◆ What is needed
Each line of the data that includes "NoopCache" must be copied.

◆ Task input
____
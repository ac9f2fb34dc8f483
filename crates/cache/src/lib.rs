//! Response cache for Stowage.
//!
//! The cache is a fast path in front of the metadata store: it holds the
//! serialized response of completed uploads, keyed by owner and
//! idempotency key. It is never authoritative.

pub mod error;
pub mod memory;
pub mod noop;
pub mod redis_cache;
pub mod traits;

pub use error::{CacheError, CacheResult};
pub use memory::MemoryCache;
pub use noop::NoopCache;
pub use redis_cache::RedisCache;
pub use traits::ResponseCache;

use std::sync::Arc;
use stowage_core::config::CacheConfig;

/// Create a response cache from configuration.
pub async fn from_config(config: &CacheConfig) -> CacheResult<Arc<dyn ResponseCache>> {
    match config {
        CacheConfig::Memory { max_entries } => {
            Ok(Arc::new(MemoryCache::new(*max_entries)) as Arc<dyn ResponseCache>)
        }
        CacheConfig::Redis { url } => {
            let cache = RedisCache::connect(url).await?;
            Ok(Arc::new(cache) as Arc<dyn ResponseCache>)
        }
        CacheConfig::None => Ok(Arc::new(NoopCache) as Arc<dyn ResponseCache>),
    }
}
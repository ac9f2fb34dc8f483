//! Integration tests for the HTTP API.

mod common;

use axum::http::StatusCode;
use bytes::Bytes;
use common::{TestServer, UploadForm, seeded_bytes};
use stowage_core::{IdempotencyKey, IdempotencyStatus, OwnerId};
use stowage_metadata::IdempotencyRepo;
use time::OffsetDateTime;
use uuid::Uuid;

fn owner(id: i64) -> OwnerId {
    OwnerId::new(id).unwrap()
}

async fn record_status(server: &TestServer, user: i64, key: Uuid) -> Option<IdempotencyStatus> {
    server
        .metadata()
        .find_by_owner_and_key(owner(user), IdempotencyKey::parse(&key.to_string()).unwrap())
        .await
        .unwrap()
        .map(|row| row.status().unwrap())
}

#[tokio::test]
async fn test_upload_hello_returns_file_metadata() {
    let server = TestServer::new().await;
    let key = Uuid::new_v4();

    let response = server
        .send(UploadForm::new(1, key, b"hello").into_request())
        .await;

    assert_eq!(response.status, StatusCode::OK, "{:?}", response.body);
    assert_eq!(response.body["file_size"], 5);
    assert_eq!(response.body["original_filename"], "hello.txt");
    assert_eq!(response.body["content_type"], "text/plain");
    assert!(response.body["file_id"].as_i64().unwrap() > 0);
    assert!(
        response.body["download_url"]
            .as_str()
            .unwrap()
            .contains("user-1/")
    );
    assert!(response.body.get("message").is_none());

    assert_eq!(
        record_status(&server, 1, key).await,
        Some(IdempotencyStatus::Completed)
    );
    assert_eq!(server.object_count(), 1);
}

#[tokio::test]
async fn test_replay_returns_identical_body_without_writing() {
    let server = TestServer::new().await;
    let key = Uuid::new_v4();

    let first = server
        .send(UploadForm::new(1, key, b"hello").into_request())
        .await;
    let second = server
        .send(UploadForm::new(1, key, b"a different body").into_request())
        .await;

    assert_eq!(first.status, StatusCode::OK);
    assert_eq!(second.status, StatusCode::OK);
    assert_eq!(first.raw, second.raw);
    assert_eq!(server.object_count(), 1);

    let listed = server.request("GET", "/files", Some(1)).await;
    assert_eq!(listed.body.as_array().unwrap().len(), 1);
}

#[tokio::test]
async fn test_same_key_different_owners_are_independent() {
    let server = TestServer::new().await;
    let key = Uuid::new_v4();

    let a = server
        .send(UploadForm::new(1, key, b"one").into_request())
        .await;
    let b = server
        .send(UploadForm::new(2, key, b"two!").into_request())
        .await;

    assert_eq!(a.status, StatusCode::OK);
    assert_eq!(b.status, StatusCode::OK);
    assert_ne!(a.body["file_id"], b.body["file_id"]);
    assert_eq!(b.body["file_size"], 4);
}

#[tokio::test]
async fn test_in_flight_duplicate_gets_conflict() {
    let server = TestServer::new().await;
    let key = IdempotencyKey::new();
    server
        .metadata()
        .insert_in_progress(owner(1), key, None, OffsetDateTime::now_utc())
        .await
        .unwrap();

    let response = server
        .send(UploadForm::new(1, *key.as_uuid(), b"hello").into_request())
        .await;

    assert_eq!(response.status, StatusCode::CONFLICT);
    assert_eq!(response.body["code"], "IDEMPOTENCY_CONFLICT");
    assert_eq!(response.headers.get("retry-after").unwrap(), "1");
    assert_eq!(server.object_count(), 0);
}

#[tokio::test]
async fn test_failed_record_can_be_retried() {
    let server = TestServer::new().await;
    let key = IdempotencyKey::new();
    let now = OffsetDateTime::now_utc();
    let row = server
        .metadata()
        .insert_in_progress(owner(1), key, None, now)
        .await
        .unwrap();
    server
        .metadata()
        .mark_failed(row.id, "storage went away", now)
        .await
        .unwrap();

    let response = server
        .send(UploadForm::new(1, *key.as_uuid(), b"hello").into_request())
        .await;

    assert_eq!(response.status, StatusCode::OK, "{:?}", response.body);
    assert_eq!(response.body["file_size"], 5);
    assert_eq!(
        record_status(&server, 1, *key.as_uuid()).await,
        Some(IdempotencyStatus::Completed)
    );
}

#[tokio::test]
async fn test_saga_header_is_linked() {
    let server = TestServer::new().await;
    let key = Uuid::new_v4();
    let saga = Uuid::new_v4();
    let mut form = UploadForm::new(1, key, b"hello");
    form.saga_id = Some(saga.to_string());

    let response = server.send(form.into_request()).await;
    assert_eq!(response.status, StatusCode::OK);

    let row = server
        .metadata()
        .find_by_owner_and_key(owner(1), IdempotencyKey::parse(&key.to_string()).unwrap())
        .await
        .unwrap()
        .unwrap();
    assert_eq!(row.saga_id, Some(saga));
}

#[tokio::test]
async fn test_malformed_headers_are_rejected_before_any_write() {
    let server = TestServer::new().await;

    let mut bad_key = UploadForm::new(1, Uuid::new_v4(), b"hello");
    bad_key.key = Some("not-a-uuid".to_string());
    let mut missing_key = UploadForm::new(1, Uuid::new_v4(), b"hello");
    missing_key.key = None;
    let mut missing_user = UploadForm::new(1, Uuid::new_v4(), b"hello");
    missing_user.user_id = None;
    let mut zero_user = UploadForm::new(1, Uuid::new_v4(), b"hello");
    zero_user.user_id = Some("0".to_string());
    let mut bad_saga = UploadForm::new(1, Uuid::new_v4(), b"hello");
    bad_saga.saga_id = Some("saga".to_string());

    for form in [bad_key, missing_key, missing_user, zero_user, bad_saga] {
        let response = server.send(form.clone().into_request()).await;
        assert_eq!(response.status, StatusCode::BAD_REQUEST, "{form:?}");
        assert_eq!(response.body["code"], "INVALID_ARGUMENT");
    }

    assert_eq!(server.object_count(), 0);
    let listed = server.request("GET", "/files", Some(1)).await;
    assert!(listed.body.as_array().unwrap().is_empty());
}

#[tokio::test]
async fn test_missing_file_field_is_rejected() {
    let server = TestServer::new().await;
    let key = Uuid::new_v4();
    let mut form = UploadForm::new(1, key, b"hello");
    form.field = "attachment".to_string();

    let response = server.send(form.into_request()).await;

    assert_eq!(response.status, StatusCode::BAD_REQUEST);
    assert_eq!(record_status(&server, 1, key).await, None);
}

#[tokio::test]
async fn test_oversized_upload_fails_the_record() {
    let server = TestServer::with_config(|config| {
        config.server.max_upload_size_bytes = 1024;
    })
    .await;
    let key = Uuid::new_v4();

    let response = server
        .send(
            UploadForm::new(1, key, b"")
                .with_data(seeded_bytes(7, 4096))
                .into_request(),
        )
        .await;

    assert_eq!(response.status, StatusCode::PAYLOAD_TOO_LARGE);
    assert_eq!(response.body["code"], "FILE_TOO_LARGE");
    assert_eq!(
        record_status(&server, 1, key).await,
        Some(IdempotencyStatus::Failed)
    );
    assert_eq!(server.object_count(), 0);

    // The same key may be retried with a smaller file.
    let retry = server
        .send(UploadForm::new(1, key, b"small").into_request())
        .await;
    assert_eq!(retry.status, StatusCode::OK);
}

#[tokio::test]
async fn test_empty_file_is_accepted() {
    let server = TestServer::new().await;
    let response = server
        .send(
            UploadForm::new(1, Uuid::new_v4(), b"")
                .with_data(Bytes::new())
                .into_request(),
        )
        .await;

    assert_eq!(response.status, StatusCode::OK);
    assert_eq!(response.body["file_size"], 0);
}

#[tokio::test]
async fn test_file_endpoints_are_scoped_to_owner() {
    let server = TestServer::new().await;
    let upload = server
        .send(UploadForm::new(1, Uuid::new_v4(), b"hello").into_request())
        .await;
    let file_id = upload.body["file_id"].as_i64().unwrap();

    let info = server
        .request("GET", &format!("/files/{file_id}"), Some(1))
        .await;
    assert_eq!(info.status, StatusCode::OK);
    assert_eq!(info.body["file_size"], 5);
    assert!(info.body.get("download_url").is_none());

    let download = server
        .request("GET", &format!("/files/{file_id}/download"), Some(1))
        .await;
    assert_eq!(download.status, StatusCode::OK);
    assert!(download.body["download_url"].as_str().unwrap().contains("expires="));

    for (method, uri) in [
        ("GET", format!("/files/{file_id}")),
        ("GET", format!("/files/{file_id}/download")),
        ("DELETE", format!("/files/{file_id}")),
    ] {
        let other = server.request(method, &uri, Some(2)).await;
        assert_eq!(other.status, StatusCode::NOT_FOUND, "{method} {uri}");
        assert_eq!(other.body["code"], "RESOURCE_NOT_FOUND");
    }

    let missing_user = server
        .request("GET", &format!("/files/{file_id}"), None)
        .await;
    assert_eq!(missing_user.status, StatusCode::BAD_REQUEST);
}

#[tokio::test]
async fn test_delete_removes_object_and_record() {
    let server = TestServer::new().await;
    let upload = server
        .send(UploadForm::new(1, Uuid::new_v4(), b"hello").into_request())
        .await;
    let file_id = upload.body["file_id"].as_i64().unwrap();
    assert_eq!(server.object_count(), 1);

    let deleted = server
        .request("DELETE", &format!("/files/{file_id}"), Some(1))
        .await;
    assert_eq!(deleted.status, StatusCode::NO_CONTENT);
    assert_eq!(server.object_count(), 0);

    let gone = server
        .request("GET", &format!("/files/{file_id}"), Some(1))
        .await;
    assert_eq!(gone.status, StatusCode::NOT_FOUND);
}

#[tokio::test]
async fn test_list_files_paginates_and_validates() {
    let server = TestServer::new().await;
    for _ in 0..3 {
        let response = server
            .send(UploadForm::new(1, Uuid::new_v4(), b"hello").into_request())
            .await;
        assert_eq!(response.status, StatusCode::OK);
    }

    let page0 = server.request("GET", "/files?page=0&size=2", Some(1)).await;
    let page1 = server.request("GET", "/files?page=1&size=2", Some(1)).await;
    assert_eq!(page0.body.as_array().unwrap().len(), 2);
    assert_eq!(page1.body.as_array().unwrap().len(), 1);

    let ids: Vec<i64> = page0
        .body
        .as_array()
        .unwrap()
        .iter()
        .chain(page1.body.as_array().unwrap())
        .map(|f| f["file_id"].as_i64().unwrap())
        .collect();
    let mut sorted = ids.clone();
    sorted.sort_unstable_by(|a, b| b.cmp(a));
    assert_eq!(ids, sorted, "files should be newest first");

    for query in ["page=-1", "size=0", "size=101", "size=-5"] {
        let response = server
            .request("GET", &format!("/files?{query}"), Some(1))
            .await;
        assert_eq!(response.status, StatusCode::BAD_REQUEST, "{query}");
        assert_eq!(response.body["code"], "INVALID_ARGUMENT");
    }
}

#[tokio::test]
async fn test_health_reports_backends() {
    let server = TestServer::new().await;
    let response = server.request("GET", "/health", None).await;

    assert_eq!(response.status, StatusCode::OK);
    assert_eq!(response.body["status"], "ok");
    assert_eq!(response.body["storage"], "filesystem");
    assert_eq!(response.body["metadata"], "sqlite");
}

#[tokio::test]
async fn test_metrics_endpoint_follows_config() {
    stowage_server::metrics::register_metrics();

    let enabled = TestServer::new().await;
    enabled
        .send(UploadForm::new(1, Uuid::new_v4(), b"hello").into_request())
        .await;
    let response = enabled.request("GET", "/metrics", None).await;
    assert_eq!(response.status, StatusCode::OK);
    let text = String::from_utf8(response.raw).unwrap();
    assert!(text.contains("stowage_uploads_total"));

    let disabled = TestServer::with_config(|config| config.server.metrics_enabled = false).await;
    let response = disabled.request("GET", "/metrics", None).await;
    assert_eq!(response.status, StatusCode::NOT_FOUND);
}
____
◆ Reply
pub use noop::NoopCache;
        CacheConfig::None => Ok(Arc::new(NoopCache) as Arc<dyn ResponseCache>),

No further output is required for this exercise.